Der samoanische Premierminister Tuilapa Sailele war auf dem Flug in die Hauptstadt, als der Tsunami über sein Land einbrach. "Er ist ein gebrochener Mann", beschreibt die Journalistin Kerri Ritchie ihr Zusammentreffen mit dem Regierungschef. Sailele meinte gegenüber den Medien, in seinem Heimatdorf würden mehrere Kinder vermisst. In den Palmen "hingen die Leichen von Opfern". Noch am Abend kritisierte Vizepremierminister Misa Telefoni, die Bevölkerung von Samoa sei nicht gewarnt worden.
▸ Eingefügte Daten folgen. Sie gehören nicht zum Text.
//! Archive membership for distributable packages
//!
//! Writing the ZIP itself is left to the caller; this module decides which
//! files go in and under which archive names.

use std::path::{Path, PathBuf};

use qm_fs::{NormalizedPath, io};
use walkdir::WalkDir;

use crate::filter::PathFilter;
use crate::{Error, Result};

/// A file selected for the archive
#[derive(Debug, Clone, PartialEq, Eq)]
pub struct PackageEntry {
    /// File on disk
    pub source: PathBuf,
    /// Name inside the archive, `{slug}/{relative path}`
    pub archive_name: String,
}

/// File name of the package archive for a plugin version.
pub fn archive_file_name(slug: &str, version: &str) -> String {
    format!("{slug}.{version}.zip")
}

/// Walk `project_root` and list the files that belong in the package.
///
/// Excluded directories are pruned without being descended into. Symlinked
/// directories are not followed. Entries come back sorted by archive name.
pub fn collect_entries(
    project_root: &Path,
    slug: &str,
    filter: &PathFilter,
) -> Result<Vec<PackageEntry>> {
    let root = NormalizedPath::new(project_root);
    let mut entries = Vec::new();

    let walker = WalkDir::new(project_root)
        .min_depth(1)
        .into_iter()
        .filter_entry(|entry| !filter.should_exclude(entry.path()));

    for entry in walker {
        let entry = entry.map_err(|e| walk_error(project_root, e))?;
        let path = entry.path();
        if !path.is_file() {
            continue;
        }
        let Some(rel) = NormalizedPath::new(path).relative_to(&root) else {
            continue;
        };
        entries.push(PackageEntry {
            source: path.to_path_buf(),
            archive_name: format!("{slug}/{rel}"),
        });
    }

    entries.sort_by(|a, b| a.archive_name.cmp(&b.archive_name));
    tracing::debug!(files = entries.len(), "Collected package entries");
    Ok(entries)
}

pub(crate) fn walk_error(root: &Path, err: walkdir::Error) -> Error {
    io::walk_error(root, err).into()
}

#[cfg(test)]
mod tests {
    use super::*;

    #[test]
    fn archive_file_name_format() {
        assert_eq!(archive_file_name("my_plugin", "0.1.0"), "my_plugin.0.1.0.zip");
    }
}
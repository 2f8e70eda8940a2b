//! [`TestProject`] builder for plugin project scenarios.

use std::fs;
use std::path::{Path, PathBuf};

use filetime::FileTime;
use tempfile::TempDir;

/// A temporary directory holding a plugin project (under `project/`) next to
/// a scratch area for deployment targets (under `plugins/`).
///
/// # Example
///
/// ```rust,no_run
/// use qm_test_utils::TestProject;
///
/// let project = TestProject::new();
/// project.with_metadata("My Plugin", "0.1");
/// project.write("src/plugin.py", "print('hi')");
/// project.assert_file_exists("src/plugin.py");
/// ```
pub struct TestProject {
    temp_dir: TempDir,
    root: PathBuf,
}

impl Default for TestProject {
    fn default() -> Self {
        Self::new()
    }
}

impl TestProject {
    /// Create an empty project directory inside a fresh temporary directory.
    pub fn new() -> Self {
        let temp_dir = TempDir::new().unwrap();
        let root = temp_dir.path().join("project");
        fs::create_dir_all(&root).unwrap();
        Self { temp_dir, root }
    }

    /// Return the project root.
    pub fn root(&self) -> &Path {
        &self.root
    }

    /// Return a directory next to the project, suitable as a deployment
    /// target. It is created on first use.
    pub fn plugins_dir(&self) -> PathBuf {
        let dir = self.temp_dir.path().join("plugins");
        fs::create_dir_all(&dir).unwrap();
        dir
    }

    /// Absolute path of `rel` inside the project.
    pub fn path(&self, rel: &str) -> PathBuf {
        self.root.join(rel)
    }

    /// Write a file (creating parent directories) and return its path.
    pub fn write(&self, rel: &str, content: &str) -> PathBuf {
        let path = self.path(rel);
        if let Some(parent) = path.parent() {
            fs::create_dir_all(parent).unwrap();
        }
        fs::write(&path, content)
            .unwrap_or_else(|e| panic!("TestProject::write: failed to write {rel}: {e}"));
        path
    }

    /// Create a directory (and parents) and return its path.
    pub fn mkdir(&self, rel: &str) -> PathBuf {
        let path = self.path(rel);
        fs::create_dir_all(&path).unwrap();
        path
    }

    /// Write a minimal `metadata.txt` marking this directory as a plugin root.
    pub fn with_metadata(&self, name: &str, version: &str) -> PathBuf {
        self.write(
            "metadata.txt",
            &format!("[general]\nname={name}\nversion={version}\nqgisMinimumVersion=3.0\n"),
        )
    }

    /// Pin the modification time of a project file to a Unix timestamp.
    pub fn set_mtime(&self, rel: &str, unix_seconds: i64) {
        filetime::set_file_mtime(self.path(rel), FileTime::from_unix_time(unix_seconds, 0))
            .unwrap_or_else(|e| panic!("TestProject::set_mtime: {rel}: {e}"));
    }

    /// Assert that a file or directory exists inside the project.
    pub fn assert_file_exists(&self, rel: &str) {
        assert!(
            self.path(rel).exists(),
            "Expected {rel} to exist under {}",
            self.root.display()
        );
    }

    /// Assert that nothing exists at `rel` inside the project.
    pub fn assert_file_absent(&self, rel: &str) {
        assert!(
            !self.path(rel).exists(),
            "Expected {rel} to be absent under {}",
            self.root.display()
        );
    }
}

/// Collect every file under `dir` as a sorted list of `/`-separated
/// relative paths.
pub fn list_files(dir: &Path) -> Vec<String> {
    fn walk(base: &Path, dir: &Path, out: &mut Vec<String>) {
        for entry in fs::read_dir(dir).unwrap() {
            let path = entry.unwrap().path();
            if path.is_dir() {
                walk(base, &path, out);
            } else {
                let rel = path.strip_prefix(base).unwrap();
                let rel: Vec<String> = rel
                    .components()
                    .map(|c| c.as_os_str().to_string_lossy().into_owned())
                    .collect();
                out.push(rel.join("/"));
            }
        }
    }

    let mut files = Vec::new();
    if dir.exists() {
        walk(dir, dir, &mut files);
    }
    files.sort();
    files
}
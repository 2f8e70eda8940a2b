//! Shared test utilities for the qgis-manager workspace.
//!
//! This crate provides standardised plugin-project fixtures so crate test
//! suites do not each hand-roll temporary trees. It is a dev-dependency only,
//! never published.
//!
//! # Modules
//!
//! - [`project`]: [`TestProject`](project::TestProject) builder for plugin
//!   project trees and deployment targets

pub mod project;

pub use project::{TestProject, list_files};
Andere Quellen dagegen meldeten, die Bewohner hätten etwa drei Minuten Zeit gehabt, um sich nach dem Alarm in Sicherheit zu bringen. Das pazifische Tsunami-Warnsystem in Hawaii löste einen Alarm aus, der selbst im 3.000 Kilometer entfernten Neuseeland zu Evakuierungen führte. Dort war die Flutwelle nur noch 40 Zentimeter hoch. Laut Experten in Australien besiegelte die Nähe Samoas zum Epizentrum am Mittwoch das Schicksal der Inseln.
Es gebe schlicht Situationen, wo auch der schnellste Alarm zu spät komme, so der Tenor der Wissenschaftler. Das pazifische Tsunami-Warnsystem funktioniere zwar gut, es habe aber auch seine Grenzen, so Huilin Xing von der australischen Universität Queensland. "Das Problem ist, dass es auch falschen Alarm gibt. Denn nicht alle großen Erdbeben lösen einen Tsunami aus."
Der Seismologe Gary Gibson vom Institut für Umweltsysteme in Melbourne sagte, es komme in dem betroffenen Gebiet im Pazifik mehrmals pro Jahr zu Erdbeben der Stärke 7. Ein Beben der Stärke 8 dagegen sei selten. "Es ist das Ergebnis eines bis zu 300 Kilometer langen Bruchs in der Erde. Die beiden Seiten des Risses bewegen sich zwischen vier und sieben Meter auseinander."
Dies könne zu einem "zerstörerischen Tsunami" in der unmittelbaren Umgebung führen. Dagegen seien weiter entfernte Länder im Pazifik nicht betroffen. Laut Gibson haben die Bewohner der betroffenen Inseln die Erdstöße mindestens eine Minute lang gespürt. Die sei ein sicheres Zeichen für das Bevorstehen eines Tsunamis. "Jeder, der für mehr als zehn Sekunden ein Erdbeben spürt, sollte mit einem Tsunami rechnen", so der Wissenschaftler. "Auf diese Weise warnt uns die Natur."
Nur Stunden nach der Katastrophe begannen in vielen Ländern des Pazifiks Hilfsaktionen. Laut einer Meldung des Weißen Hauses ordnete Barack Obama die Entsendung von Rettungskräften nach Amerikanisch-Samoa an. Der für das Gebiet zuständige Kongressabgeordnete Eni Faleomavaega kehrte sofort von Washington nach Pago Pago zurück.
Die meisten Geschäfte in der Stadt lägen nur etwa 60 bis 90 Zentimeter über dem Meeresspiegel, so der Abgeordnete. "Man kann sich vorstellen, was geschieht, wenn eine fünf Meter hohe Flutwelle kommt." Der stellvertretende neuseeländische Premierminister Bill English gab bekannt, dass er bereits mehrere Maschinen der Luftwaffe ins Krisengebiet geschickt habe. Australien stellt medizinisches Personal und Material zur Verfügung.